Neuropathic joint – Charcot-Marie-Tooth disease

Neuropathic joint – Charcot-Marie-Tooth disease

This woman in her 30s with known Charcot-Marie-Tooth disease presented with progressive deformity of her right ankle.

These radiographs show the typical appearances of a neuropathic joint, with destruction of the ankle joint, fragmentation of the talus, deformity of the ankle and hind foot, increased sclerosis of the affected bones, and some periarticular debris. Despite the grossly abnormal appearance, these joints are often relatively painless as the underlying problem is loss of sensation.

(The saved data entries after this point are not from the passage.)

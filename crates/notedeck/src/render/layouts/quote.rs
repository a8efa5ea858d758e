use eframe::egui::{self, Pos2};

use crate::animation::{Target, quote_words};
use crate::parser::SlideContent;
use crate::render::Stage;
use crate::render::text::{self, Align};

use super::{CONTENT_WIDTH, MARGIN, centered_top};

const QUOTE_SIZE: f32 = 60.0;
const ATTRIBUTION_SIZE: f32 = 34.0;
const QUOTE_WIDTH: f32 = CONTENT_WIDTH * 0.8;
const LINE_GAP: f32 = 14.0;
const ATTRIBUTION_GAP: f32 = 48.0;

pub fn render(stage: &Stage, content: &SlideContent) {
    let colors = &stage.theme.colors;
    let Some(quote) = content.quote.as_deref() else {
        return;
    };

    let quoted = wrap_with_quotes(quote);
    let words = quote_words(&quoted);
    let flow = text::flow_words(
        stage.ui,
        &words,
        stage.display_font(QUOTE_SIZE),
        stage.px(QUOTE_WIDTH),
        stage.px(LINE_GAP),
    );

    let attribution = content.attribution.as_deref().map(|a| {
        stage.layout(
            &clean_attribution(a),
            stage.body_font(ATTRIBUTION_SIZE),
            true,
            QUOTE_WIDTH,
        )
    });

    let quote_height = stage.design(flow.size.y);
    let mut height = quote_height;
    if let Some(g) = &attribution {
        height += ATTRIBUTION_GAP + stage.design(g.rect.height());
    }

    let top = centered_top(height, 100.0);
    let quote_left = MARGIN + (CONTENT_WIDTH - stage.design(flow.size.x)) / 2.0;

    // Accent bar spanning the quote text.
    let bar = egui::Rect::from_min_size(
        stage.pos(quote_left - 40.0, top),
        egui::vec2(stage.px(6.0), flow.size.y),
    );
    stage.ui.painter().rect_filled(
        bar,
        stage.px(3.0),
        stage.color(colors.accent, stage.opacity(Target::Accent)),
    );

    let origin = stage.pos(quote_left, top);
    for (i, (galley, offset)) in flow.words.into_iter().enumerate() {
        let target = Target::Word(i);
        let opacity = stage.opacity(target);
        if opacity <= 0.0 {
            continue;
        }
        let pos: Pos2 = origin + offset + stage.offset(target);
        stage
            .ui
            .painter()
            .galley(pos, galley, stage.color(colors.text, opacity));
    }

    if let Some(galley) = attribution {
        stage.paint(
            Target::Attribution,
            galley,
            MARGIN,
            CONTENT_WIDTH,
            top + quote_height + ATTRIBUTION_GAP,
            Align::Center,
            colors.text_muted,
        );
    }
}

/// Wrap in curly quotation marks unless the text already carries them.
fn wrap_with_quotes(quote: &str) -> String {
    let trimmed = quote.trim();
    let starts = trimmed.starts_with('\u{201C}') || trimmed.starts_with('"');
    let ends = trimmed.ends_with('\u{201D}') || trimmed.ends_with('"');
    let mut out = String::with_capacity(trimmed.len() + 6);
    if !starts {
        out.push('\u{201C}');
    }
    out.push_str(trimmed);
    if !ends {
        out.push('\u{201D}');
    }
    out
}

fn clean_attribution(attribution: &str) -> String {
    let trimmed = attribution.trim();
    let rest = ["\u{2014}", "\u{2013}", "---", "--", "~", "-"]
        .iter()
        .find_map(|p| trimmed.strip_prefix(p))
        .unwrap_or(trimmed);
    format!("\u{2014} {}", rest.trim_start())
}

#[cfg(test)]
mod tests {
    use super::*;

    #[test]
    fn test_wrap_with_quotes() {
        assert_eq!(wrap_with_quotes("Go"), "\u{201C}Go\u{201D}");
        assert_eq!(wrap_with_quotes("\"Go\""), "\"Go\"");
        assert_eq!(wrap_with_quotes(" \u{201C}Go "), "\u{201C}Go\u{201D}");
    }

    #[test]
    fn test_quote_marks_keep_word_count() {
        let q = "Stay hungry, stay foolish";
        assert_eq!(quote_words(&wrap_with_quotes(q)).len(), quote_words(q).len());
    }

    #[test]
    fn test_clean_attribution() {
        assert_eq!(clean_attribution("Ada"), "\u{2014} Ada");
        assert_eq!(clean_attribution("-- Ada"), "\u{2014} Ada");
        assert_eq!(clean_attribution("\u{2014}Ada"), "\u{2014} Ada");
        assert_eq!(clean_attribution("~ Ada"), "\u{2014} Ada");
    }
}
#[cfg(test)]
mod tests {
    use super::*;

    fn slide(template: Template, content: SlideContent) -> Slide {
        Slide {
            id: "n-1".to_string(),
            template,
            content,
        }
    }

    fn every_template() -> Vec<Slide> {
        let content = SlideContent {
            heading: Some("Heading".to_string()),
            subheading: Some("Sub".to_string()),
            body: Some("Body text".to_string()),
            image: Some("img.png".to_string()),
            caption: Some("Caption".to_string()),
            quote: Some("Stay hungry stay foolish".to_string()),
            attribution: Some("Someone".to_string()),
            items: vec!["a".to_string(), "b".to_string(), "c".to_string()],
            stat_value: Some("1,234+".to_string()),
            stat_label: Some("steps".to_string()),
            author: Some("Ada".to_string()),
            date: Some("today".to_string()),
            url: Some("https://a.b/ada".to_string()),
        };
        [
            Template::Title,
            Template::Section,
            Template::Content,
            Template::Image,
            Template::ImageText,
            Template::Quote,
            Template::List,
            Template::Stat,
            Template::End,
        ]
        .into_iter()
        .map(|t| slide(t, content.clone()))
        .collect()
    }

    #[test]
    fn test_tween_sampling() {
        let t = Tween::new(Target::Body, Property::Opacity, 0.0, 1.0)
            .delay(100)
            .duration(200)
            .easing(Ease::Linear);
        assert_eq!(t.sample(0.0), 0.0);
        assert_eq!(t.sample(100.0), 0.0);
        assert!((t.sample(200.0) - 0.5).abs() < 1e-6);
        assert_eq!(t.sample(300.0), 1.0);
        assert_eq!(t.sample(10_000.0), 1.0);
    }

    #[test]
    fn test_title_image_drifts_evenly() {
        let slide = Slide {
            id: "t".to_string(),
            template: Template::Title,
            content: SlideContent {
                heading: Some("Trip".to_string()),
                image: Some("cover.jpg".to_string()),
                ..Default::default()
            },
        };
        let ch = Choreography::for_slide(&slide, Motion::Full);
        let mid = ch.value(Target::Image, Property::Scale, 600.0);
        assert!((mid - 1.03).abs() < 1e-4, "mid {mid}");
        assert_eq!(ch.value(Target::Image, Property::Scale, 1200.0), 1.0);
    }

    #[test]
    fn test_untweened_elements_are_at_rest() {
        let ch = Choreography::settled();
        assert_eq!(ch.value(Target::Heading, Property::Opacity, 0.0), 1.0);
        assert_eq!(ch.value(Target::Heading, Property::OffsetY, 0.0), 0.0);
        assert_eq!(ch.value(Target::Image, Property::Scale, 0.0), 1.0);
        assert!(ch.is_settled(0.0));
    }

    #[test]
    fn test_every_template_ends_at_rest() {
        for s in every_template() {
            let ch = Choreography::for_slide(&s, Motion::Full);
            let end = ch.duration_ms() as f64;
            for tween in ch.tweens() {
                assert_eq!(
                    ch.value(tween.target, tween.property, end),
                    tween.property.rest(),
                    "{} {:?} {:?}",
                    s.template.name(),
                    tween.target,
                    tween.property
                );
            }
        }
    }

    #[test]
    fn test_reduced_motion_collapses_every_tween() {
        for s in every_template() {
            let ch = Choreography::for_slide(&s, Motion::Reduced);
            assert_eq!(ch.duration_ms(), 0, "{}", s.template.name());
            for tween in ch.tweens() {
                assert_eq!(tween.delay_ms, 0);
                assert_eq!(tween.duration_ms, 0);
                assert_eq!(ch.value(tween.target, tween.property, 0.0), tween.to);
            }
        }
    }

    #[test]
    fn test_quote_words_are_staggered() {
        let s = slide(
            Template::Quote,
            SlideContent {
                quote: Some("one two three four".to_string()),
                attribution: Some("Someone".to_string()),
                ..Default::default()
            },
        );
        let ch = Choreography::for_slide(&s, Motion::Full);
        let at = QUOTE_WORD_START_MS as f64 + QUOTE_WORD_STAGGER_MS as f64 * 1.5;
        let first = ch.opacity(Target::Word(0), at);
        let second = ch.opacity(Target::Word(1), at);
        let fourth = ch.opacity(Target::Word(3), at);
        assert!(first > second);
        assert!(second > 0.0);
        assert_eq!(fourth, 0.0);
    }

    #[test]
    fn test_quote_attribution_waits_for_last_word() {
        let s = slide(
            Template::Quote,
            SlideContent {
                quote: Some("a b c d e f g".to_string()),
                attribution: Some("Someone".to_string()),
                ..Default::default()
            },
        );
        let ch = Choreography::for_slide(&s, Motion::Full);
        let last_word_end = ch
            .tweens()
            .iter()
            .filter(|t| matches!(t.target, Target::Word(_)))
            .map(Tween::end_ms)
            .max()
            .unwrap();
        let attribution = ch
            .tweens()
            .iter()
            .find(|t| t.target == Target::Attribution)
            .unwrap();
        assert!(attribution.delay_ms >= last_word_end);
        assert_eq!(attribution.delay_ms, quote_attribution_delay_ms(7));
    }

    #[test]
    fn test_list_bullets_pop_with_overshoot() {
        let s = slide(
            Template::List,
            SlideContent {
                items: vec!["a".to_string(), "b".to_string()],
                ..Default::default()
            },
        );
        let ch = Choreography::for_slide(&s, Motion::Full);
        let bullet = ch
            .tweens()
            .iter()
            .find(|t| t.target == Target::Bullet(1))
            .unwrap();
        assert_eq!(bullet.easing, Ease::OutBack);
        assert_eq!(
            bullet.delay_ms,
            LIST_ITEM_START_MS + LIST_ITEM_STAGGER_MS
        );
        let peak = (0..=bullet.duration_ms)
            .map(|ms| ch.value(Target::Bullet(1), Property::Scale, (bullet.delay_ms + ms) as f64))
            .fold(0.0_f32, f32::max);
        assert!(peak > 1.0);
    }

    #[test]
    fn test_stat_runs_until_counter_finishes() {
        let s = slide(Template::Stat, SlideContent::default());
        let ch = Choreography::for_slide(&s, Motion::Full);
        assert_eq!(
            ch.duration_ms(),
            counter::COUNTER_DELAY_MS + counter::COUNTER_DURATION_MS
        );
        assert!(!ch.is_settled(1000.0));
        assert!(ch.is_settled(1900.0));
    }

    #[test]
    fn test_absent_fields_get_no_tweens() {
        let s = slide(
            Template::End,
            SlideContent {
                heading: Some("Bye".to_string()),
                ..Default::default()
            },
        );
        let ch = Choreography::for_slide(&s, Motion::Full);
        assert!(ch.tweens().iter().all(|t| t.target != Target::Url));
    }
}
use std::sync::Arc;

use eframe::egui::{self, Color32, FontFamily, FontId, Pos2, Stroke};

use crate::render::image_cache::ImageCache;

/// Map a theme font token onto a registered egui family.
pub fn font_family(token: &str) -> FontFamily {
    match token {
        "mono" => FontFamily::Monospace,
        _ => FontFamily::Proportional,
    }
}

#[derive(Debug, Clone, Copy, PartialEq, Eq)]
pub enum Align {
    Left,
    Center,
}

/// Lay out `text` wrapped at `max_width` screen pixels. Pass
/// `Color32::PLACEHOLDER` to pick the color when painting.
pub fn layout(
    ui: &egui::Ui,
    text: &str,
    font: FontId,
    color: Color32,
    italics: bool,
    max_width: f32,
) -> Arc<egui::Galley> {
    let mut job = egui::text::LayoutJob::default();
    job.wrap.max_width = max_width.max(1.0);
    job.append(
        text,
        0.0,
        egui::text::TextFormat {
            font_id: font,
            color,
            italics,
            ..Default::default()
        },
    );
    ui.painter().layout_job(job)
}

/// Paint a galley so its visible rect starts at `top` and is aligned within
/// `[left, left + width]`. Returns the painted rect.
pub fn paint(
    ui: &egui::Ui,
    galley: Arc<egui::Galley>,
    left: f32,
    width: f32,
    top: f32,
    align: Align,
    color: Color32,
) -> egui::Rect {
    let size = galley.rect.size();
    let x = match align {
        Align::Left => left,
        Align::Center => left + (width - size.x) / 2.0,
    };
    let min = Pos2::new(x, top);
    let origin = min - galley.rect.min.to_vec2();
    ui.painter().galley(origin, galley, color);
    egui::Rect::from_min_size(min, size)
}

/// Words laid out one galley each so they can be faded independently.
pub struct WordFlow {
    pub words: Vec<(Arc<egui::Galley>, egui::Vec2)>,
    pub size: egui::Vec2,
}

/// Flow `words` into centered lines no wider than `max_width`. Offsets are
/// relative to the top-left of the block. Galleys carry no color of their own.
pub fn flow_words(
    ui: &egui::Ui,
    words: &[&str],
    font: FontId,
    max_width: f32,
    line_gap: f32,
) -> WordFlow {
    let space = font.size * 0.3;
    let galleys: Vec<Arc<egui::Galley>> = words
        .iter()
        .map(|w| {
            ui.painter()
                .layout_no_wrap(w.to_string(), font.clone(), Color32::PLACEHOLDER)
        })
        .collect();

    let mut lines: Vec<Vec<usize>> = vec![Vec::new()];
    let mut line_width = 0.0;
    for (i, galley) in galleys.iter().enumerate() {
        let w = galley.rect.width();
        let wraps =
            lines.last().is_some_and(|l| !l.is_empty()) && line_width + space + w > max_width;
        if wraps {
            lines.push(Vec::new());
            line_width = 0.0;
        }
        if let Some(line) = lines.last_mut() {
            if !line.is_empty() {
                line_width += space;
            }
            line_width += w;
            line.push(i);
        }
    }

    let line_height = galleys
        .iter()
        .map(|g| g.rect.height())
        .fold(font.size, f32::max);
    let mut offsets = vec![egui::Vec2::ZERO; galleys.len()];
    let line_widths: Vec<f32> = lines
        .iter()
        .map(|line| {
            let words: f32 = line.iter().map(|&i| galleys[i].rect.width()).sum();
            words + space * line.len().saturating_sub(1) as f32
        })
        .collect();
    let widest = line_widths.iter().copied().fold(0.0, f32::max);
    for (row, line) in lines.iter().enumerate() {
        let mut x = (widest - line_widths[row]) / 2.0;
        let y = row as f32 * (line_height + line_gap);
        for &i in line {
            offsets[i] = egui::vec2(x - galleys[i].rect.min.x, y - galleys[i].rect.min.y);
            x += galleys[i].rect.width() + space;
        }
    }

    let rows = lines.iter().filter(|l| !l.is_empty()).count();
    let height = if rows == 0 {
        0.0
    } else {
        rows as f32 * line_height + (rows - 1) as f32 * line_gap
    };
    WordFlow {
        words: galleys.into_iter().zip(offsets).collect(),
        size: egui::vec2(widest, height),
    }
}

#[derive(Debug, Clone, Copy, PartialEq, Eq)]
pub enum Fit {
    /// Whole image visible, letterboxed.
    Contain,
    /// Fill the area, cropping the overflow.
    Cover,
}

/// Draw an image into `available`, clipped to `clip`. Returns the visible
/// rect, or `None` when the image couldn't be loaded and was left out.
pub fn draw_image_in_area(
    ui: &egui::Ui,
    images: &ImageCache,
    src: &str,
    available: egui::Rect,
    clip: egui::Rect,
    fit: Fit,
    opacity: f32,
) -> Option<egui::Rect> {
    let texture = images.get_or_load(ui, src)?;
    let draw_rect = compute_image_rect(fit, texture.size_vec2(), available);
    let alpha = (opacity.clamp(0.0, 1.0) * 255.0) as u8;
    let tint = Color32::from_rgba_unmultiplied(255, 255, 255, alpha);
    let uv = egui::Rect::from_min_max(egui::pos2(0.0, 0.0), egui::pos2(1.0, 1.0));
    let clip = clip.intersect(ui.clip_rect());
    ui.painter()
        .with_clip_rect(clip)
        .image(texture.id(), draw_rect, uv, tint);
    Some(draw_rect.intersect(clip))
}

pub fn compute_image_rect(fit: Fit, tex_size: egui::Vec2, available: egui::Rect) -> egui::Rect {
    if tex_size.x <= 0.0 || tex_size.y <= 0.0 {
        return available;
    }
    let scale = match fit {
        Fit::Contain => (available.width() / tex_size.x).min(available.height() / tex_size.y),
        Fit::Cover => (available.width() / tex_size.x).max(available.height() / tex_size.y),
    };
    egui::Rect::from_center_size(available.center(), tex_size * scale)
}

/// A short horizontal accent rule, drawn left to right up to `reveal`.
pub fn draw_rule(
    ui: &egui::Ui,
    start: Pos2,
    length: f32,
    thickness: f32,
    reveal: f32,
    color: Color32,
) {
    let end = Pos2::new(start.x + length * reveal.clamp(0.0, 1.0), start.y);
    if end.x > start.x {
        ui.painter()
            .line_segment([start, end], Stroke::new(thickness, color));
    }
}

There is a long list of potential causes when we see a neuropathic joint, however in the ankles and feet the vast majority are due to diabetes – a big clue to this diagnosis is that there will usually be prominent calcification of the arteries around the ankle. Other potential causes include syringomyelia (the most common cause of neuropathic joints in the upper limbs), brain and spinal cord injury, syphylis (tabes dorsalis), spinal cord tumours, scleroderma and congenital causes such as spina bifida and, as in this case, Charcot-Marie-Tooth disease.

Charcot-Marie-Tooth disease is also known as hereditary sensory and motor neuropathy and is an inherited form of polyneuropathy. It is one of the more common causes of pes cavus (a high-arched foot), which may have been present in this patient prior to the ankle developing the current neuropathic appearance.